Era la Rusia comunista de 1984. El policía que custodiaba la entrada del Kremlin miró con recelo aquel estuche de cuero… hasta que su portador le alargó una medalla de la Virgen Milagrosa. Y le dejó pasar.
Así, en la iglesia de la Anunciación, el obispo católico exiliado Pavel Hnilica y el sacerdote Leo Maasburg celebraron en secreto -todo lo necesario iba en el estuche- una misa por la consagración de Rusia al corazón de María, tal como había pedido Juan Pablo II.
Y luego cumplieron otra misión, una encargada por una mujer: dejaron caer una medalla entre las tumbas de los zares, tal como había pedido la madre Teresa: «Plantad las medallas en Moscú».

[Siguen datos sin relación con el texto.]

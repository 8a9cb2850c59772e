use bytes::Bytes;
use hearth_common::types::TxLogEntry;
use thiserror::Error;

/// Faults that halt the current frame and consume its remaining gas.
#[derive(Debug, Error, Clone, PartialEq, Eq)]
pub enum ExceptionalHalt {
    #[error("Out of gas")]
    OutOfGas,
    #[error("Invalid opcode")]
    InvalidOpcode,
    #[error("Stack overflow")]
    StackOverflow,
    #[error("Stack underflow")]
    StackUnderflow,
    #[error("Invalid jump destination")]
    InvalidJump,
    #[error("Offset out of bounds")]
    OutOfBounds,
    #[error("Operand too large for an offset")]
    VeryLargeNumber,
    #[error("Opcode not allowed in a static context")]
    OpcodeNotAllowedInStaticContext,
    #[error("Deployed code exceeds the maximum size")]
    ContractOutputTooBig,
    #[error("Contract address already occupied")]
    AddressAlreadyOccupied,
    #[error("Precompile error: {0}")]
    Precompile(#[from] PrecompileError),
}

#[derive(Debug, Error, Clone, PartialEq, Eq)]
pub enum PrecompileError {
    #[error("Not enough gas")]
    NotEnoughGas,
    #[error("Malformed input")]
    ParsingInputError,
}

/// Bugs and environment failures. These abort execution instead of
/// reverting the transaction; a consensus-correct run never produces one.
#[derive(Debug, Error, Clone, PartialEq, Eq)]
pub enum InternalError {
    #[error("Arithmetic overflow")]
    Overflow,
    #[error("Arithmetic underflow")]
    Underflow,
    #[error("Type conversion failed")]
    TypeConversion,
    #[error("Call frame stack is empty")]
    EmptyCallFrames,
    #[error("Database error: {0}")]
    Database(String),
}

/// Reasons a transaction is rejected before the VM starts.
#[derive(Debug, Error, Clone, PartialEq, Eq)]
pub enum TxValidationError {
    #[error("Sender balance does not cover the upfront cost")]
    InsufficientAccountFunds,
    #[error("Nonce mismatch: expected {expected}, got {got}")]
    NonceMismatch { expected: u64, got: u64 },
    #[error("Gas limit below the intrinsic gas")]
    IntrinsicGasTooLow,
    #[error("Gas limit times gas price overflows")]
    GasLimitPriceProductOverflow,
    #[error("Sender nonce is at its maximum")]
    NonceIsMax,
}

#[derive(Debug, Error, Clone, PartialEq, Eq)]
pub enum VMError {
    #[error("Exceptional halt: {0}")]
    ExceptionalHalt(#[from] ExceptionalHalt),
    /// The REVERT opcode: rolls the frame back but keeps unspent gas.
    #[error("Revert opcode")]
    RevertOpcode,
    #[error("Transaction validation error: {0}")]
    TxValidation(#[from] TxValidationError),
    #[error("Internal error: {0}")]
    Internal(#[from] InternalError),
}

impl VMError {
    /// Internal and validation errors propagate to the caller; everything
    /// else reverts the current frame.
    pub fn should_propagate(&self) -> bool {
        matches!(self, VMError::Internal(_) | VMError::TxValidation(_))
    }
}

impl From<PrecompileError> for VMError {
    fn from(err: PrecompileError) -> Self {
        VMError::ExceptionalHalt(ExceptionalHalt::Precompile(err))
    }
}

/// Outcome of a single opcode dispatch.
#[derive(Debug, Clone, Copy, PartialEq, Eq)]
pub enum OpcodeResult {
    Continue { pc_increment: usize },
    Halt,
}

/// How a frame (or the whole transaction) ended.
#[derive(Debug, Clone, PartialEq, Eq)]
pub enum TxResult {
    Success,
    Revert(VMError),
}

/// Outcome of one completed call frame.
#[derive(Debug, Clone)]
pub struct ContextResult {
    pub result: TxResult,
    /// Gas consumed inside the frame, from the frame's own budget.
    pub gas_used: u64,
    pub output: Bytes,
}

impl ContextResult {
    pub fn is_success(&self) -> bool {
        matches!(self.result, TxResult::Success)
    }
}

/// Outcome of a full external transaction.
#[derive(Debug, Clone)]
pub struct ExecutionReport {
    pub result: TxResult,
    /// Total gas charged to the sender, intrinsic gas included and
    /// refunds already deducted.
    pub gas_used: u64,
    pub gas_refunded: u64,
    pub output: Bytes,
    pub logs: Vec<TxLogEntry>,
}

impl ExecutionReport {
    pub fn is_success(&self) -> bool {
        matches!(self.result, TxResult::Success)
    }
}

Cuando a la madre Teresa, fundadora de las Misioneras de la Caridad, se le metía algo en la cabeza, todos los que la rodeaban sabían que, de una forma u otra, acabaría por cumplirse.
Así lo aprendió Leo Maasburg, que hoy es director nacional de las Sociedades Pontificias Misioneras de Austria, pero entonces un joven sacerdote recién ordenado, la primera vez que se quedó a solas con la beata de Calcuta.
Era 1982 y él hacía las veces de intérprete del obispo eslovaco Pavel Hnilica, que trabajaba ayudando a la Iglesia clandestina de los países comunistas del este.